EXERCISE DIRECTIONS
The answer must consist of every line from the data that holds "parameters".

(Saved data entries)
▶
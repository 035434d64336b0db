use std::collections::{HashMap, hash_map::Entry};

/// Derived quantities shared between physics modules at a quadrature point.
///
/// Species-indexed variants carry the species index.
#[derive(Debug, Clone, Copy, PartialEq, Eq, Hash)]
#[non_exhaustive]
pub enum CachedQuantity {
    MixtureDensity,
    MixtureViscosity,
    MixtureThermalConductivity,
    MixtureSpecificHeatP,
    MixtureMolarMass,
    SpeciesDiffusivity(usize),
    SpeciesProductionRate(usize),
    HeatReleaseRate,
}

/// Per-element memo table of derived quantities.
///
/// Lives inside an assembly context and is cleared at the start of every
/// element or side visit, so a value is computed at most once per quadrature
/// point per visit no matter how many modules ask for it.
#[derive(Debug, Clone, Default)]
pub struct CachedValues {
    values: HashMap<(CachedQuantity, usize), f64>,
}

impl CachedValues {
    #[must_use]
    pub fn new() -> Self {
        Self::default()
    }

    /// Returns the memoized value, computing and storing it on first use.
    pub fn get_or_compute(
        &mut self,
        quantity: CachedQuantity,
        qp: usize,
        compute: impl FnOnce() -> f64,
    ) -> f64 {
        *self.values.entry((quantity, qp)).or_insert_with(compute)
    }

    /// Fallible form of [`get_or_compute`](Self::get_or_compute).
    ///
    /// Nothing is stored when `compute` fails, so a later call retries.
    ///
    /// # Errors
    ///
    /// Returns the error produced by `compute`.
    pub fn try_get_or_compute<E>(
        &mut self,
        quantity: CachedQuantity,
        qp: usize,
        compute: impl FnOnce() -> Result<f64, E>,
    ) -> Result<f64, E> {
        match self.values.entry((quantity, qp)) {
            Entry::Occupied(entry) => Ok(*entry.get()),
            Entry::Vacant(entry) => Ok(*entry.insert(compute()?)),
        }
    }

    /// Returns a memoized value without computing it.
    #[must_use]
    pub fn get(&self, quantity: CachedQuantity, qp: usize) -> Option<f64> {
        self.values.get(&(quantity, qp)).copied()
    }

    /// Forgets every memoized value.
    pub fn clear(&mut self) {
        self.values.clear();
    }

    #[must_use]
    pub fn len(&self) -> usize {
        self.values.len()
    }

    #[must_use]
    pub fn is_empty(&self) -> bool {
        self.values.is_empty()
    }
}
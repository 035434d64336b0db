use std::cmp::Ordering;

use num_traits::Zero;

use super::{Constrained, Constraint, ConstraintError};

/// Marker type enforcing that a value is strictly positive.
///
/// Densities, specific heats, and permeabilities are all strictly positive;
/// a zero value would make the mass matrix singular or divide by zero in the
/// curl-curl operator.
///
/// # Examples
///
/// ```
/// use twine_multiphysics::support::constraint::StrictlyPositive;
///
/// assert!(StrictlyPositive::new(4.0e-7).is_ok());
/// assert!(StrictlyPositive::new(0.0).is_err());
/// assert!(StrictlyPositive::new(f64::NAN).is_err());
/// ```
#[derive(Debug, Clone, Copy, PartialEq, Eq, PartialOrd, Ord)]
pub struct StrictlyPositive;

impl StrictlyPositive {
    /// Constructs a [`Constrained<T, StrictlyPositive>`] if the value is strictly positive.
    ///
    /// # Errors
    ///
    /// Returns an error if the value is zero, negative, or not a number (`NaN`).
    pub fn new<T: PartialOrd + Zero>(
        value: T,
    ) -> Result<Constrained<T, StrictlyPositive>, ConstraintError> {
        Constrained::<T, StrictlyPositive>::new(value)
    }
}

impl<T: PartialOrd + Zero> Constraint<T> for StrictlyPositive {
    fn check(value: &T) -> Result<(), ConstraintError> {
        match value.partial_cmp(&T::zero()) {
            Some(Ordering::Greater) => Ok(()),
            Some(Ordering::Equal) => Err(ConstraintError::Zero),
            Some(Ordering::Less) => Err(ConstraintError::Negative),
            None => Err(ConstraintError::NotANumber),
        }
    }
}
◀
▶
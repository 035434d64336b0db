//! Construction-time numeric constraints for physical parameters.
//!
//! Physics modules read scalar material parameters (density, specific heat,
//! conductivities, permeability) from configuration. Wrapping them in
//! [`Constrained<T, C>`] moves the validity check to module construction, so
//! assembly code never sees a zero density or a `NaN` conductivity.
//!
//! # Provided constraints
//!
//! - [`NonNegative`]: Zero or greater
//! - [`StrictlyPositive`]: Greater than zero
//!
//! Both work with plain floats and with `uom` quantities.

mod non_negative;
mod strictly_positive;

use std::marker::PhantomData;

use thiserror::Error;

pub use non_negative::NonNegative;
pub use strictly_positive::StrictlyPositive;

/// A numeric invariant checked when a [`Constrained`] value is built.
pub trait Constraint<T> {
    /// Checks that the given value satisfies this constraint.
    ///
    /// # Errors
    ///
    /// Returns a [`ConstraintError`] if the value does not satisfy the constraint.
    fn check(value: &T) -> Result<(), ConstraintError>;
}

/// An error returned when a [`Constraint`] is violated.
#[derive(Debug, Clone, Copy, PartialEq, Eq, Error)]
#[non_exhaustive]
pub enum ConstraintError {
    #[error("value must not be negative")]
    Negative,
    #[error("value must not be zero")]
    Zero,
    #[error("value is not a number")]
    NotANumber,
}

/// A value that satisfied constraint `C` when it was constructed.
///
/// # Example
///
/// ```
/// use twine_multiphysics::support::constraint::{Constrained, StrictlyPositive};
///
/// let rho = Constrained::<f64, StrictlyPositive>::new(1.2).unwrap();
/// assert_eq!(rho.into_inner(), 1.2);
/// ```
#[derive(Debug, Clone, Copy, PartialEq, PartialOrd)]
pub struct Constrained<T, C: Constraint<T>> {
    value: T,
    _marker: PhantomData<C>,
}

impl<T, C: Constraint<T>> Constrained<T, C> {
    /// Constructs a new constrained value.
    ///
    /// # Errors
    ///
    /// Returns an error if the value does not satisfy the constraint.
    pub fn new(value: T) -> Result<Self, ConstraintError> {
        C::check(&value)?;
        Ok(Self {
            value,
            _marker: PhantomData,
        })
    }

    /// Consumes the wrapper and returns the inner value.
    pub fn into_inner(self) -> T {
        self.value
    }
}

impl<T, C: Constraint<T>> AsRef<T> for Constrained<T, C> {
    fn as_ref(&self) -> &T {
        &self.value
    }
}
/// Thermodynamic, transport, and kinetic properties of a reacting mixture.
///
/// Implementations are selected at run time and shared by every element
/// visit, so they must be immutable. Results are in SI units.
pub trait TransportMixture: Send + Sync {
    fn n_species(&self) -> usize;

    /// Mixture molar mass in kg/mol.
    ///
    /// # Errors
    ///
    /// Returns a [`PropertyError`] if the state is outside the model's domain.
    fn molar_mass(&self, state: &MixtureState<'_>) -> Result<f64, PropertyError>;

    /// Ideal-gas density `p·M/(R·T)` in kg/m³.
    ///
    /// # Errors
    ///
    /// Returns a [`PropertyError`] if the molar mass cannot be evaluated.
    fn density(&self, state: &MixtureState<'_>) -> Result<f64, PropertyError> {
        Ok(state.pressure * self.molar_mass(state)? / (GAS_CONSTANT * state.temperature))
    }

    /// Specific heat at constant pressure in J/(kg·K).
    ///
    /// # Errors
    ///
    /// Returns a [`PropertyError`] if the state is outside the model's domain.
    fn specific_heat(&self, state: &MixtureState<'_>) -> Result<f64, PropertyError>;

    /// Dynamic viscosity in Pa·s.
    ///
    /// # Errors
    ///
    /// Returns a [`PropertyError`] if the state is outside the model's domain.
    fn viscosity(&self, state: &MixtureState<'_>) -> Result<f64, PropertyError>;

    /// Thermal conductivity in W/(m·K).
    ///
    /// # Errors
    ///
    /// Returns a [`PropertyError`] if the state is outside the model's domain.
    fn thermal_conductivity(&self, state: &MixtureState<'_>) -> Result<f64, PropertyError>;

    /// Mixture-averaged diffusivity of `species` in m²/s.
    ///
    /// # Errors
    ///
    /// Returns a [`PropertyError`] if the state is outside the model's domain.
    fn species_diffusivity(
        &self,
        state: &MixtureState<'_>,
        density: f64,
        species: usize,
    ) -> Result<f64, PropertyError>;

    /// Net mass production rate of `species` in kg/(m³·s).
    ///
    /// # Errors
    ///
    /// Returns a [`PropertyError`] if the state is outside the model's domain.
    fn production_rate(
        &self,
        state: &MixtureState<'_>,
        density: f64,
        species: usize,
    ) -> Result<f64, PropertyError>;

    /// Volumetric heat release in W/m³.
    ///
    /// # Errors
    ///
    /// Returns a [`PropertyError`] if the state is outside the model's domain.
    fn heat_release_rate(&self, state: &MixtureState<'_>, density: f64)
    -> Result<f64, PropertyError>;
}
◀
RESULT FOR THIS EXERCISE
//! Construction-time numeric constraints for physical parameters.
//! Physics modules read scalar material parameters (density, specific heat,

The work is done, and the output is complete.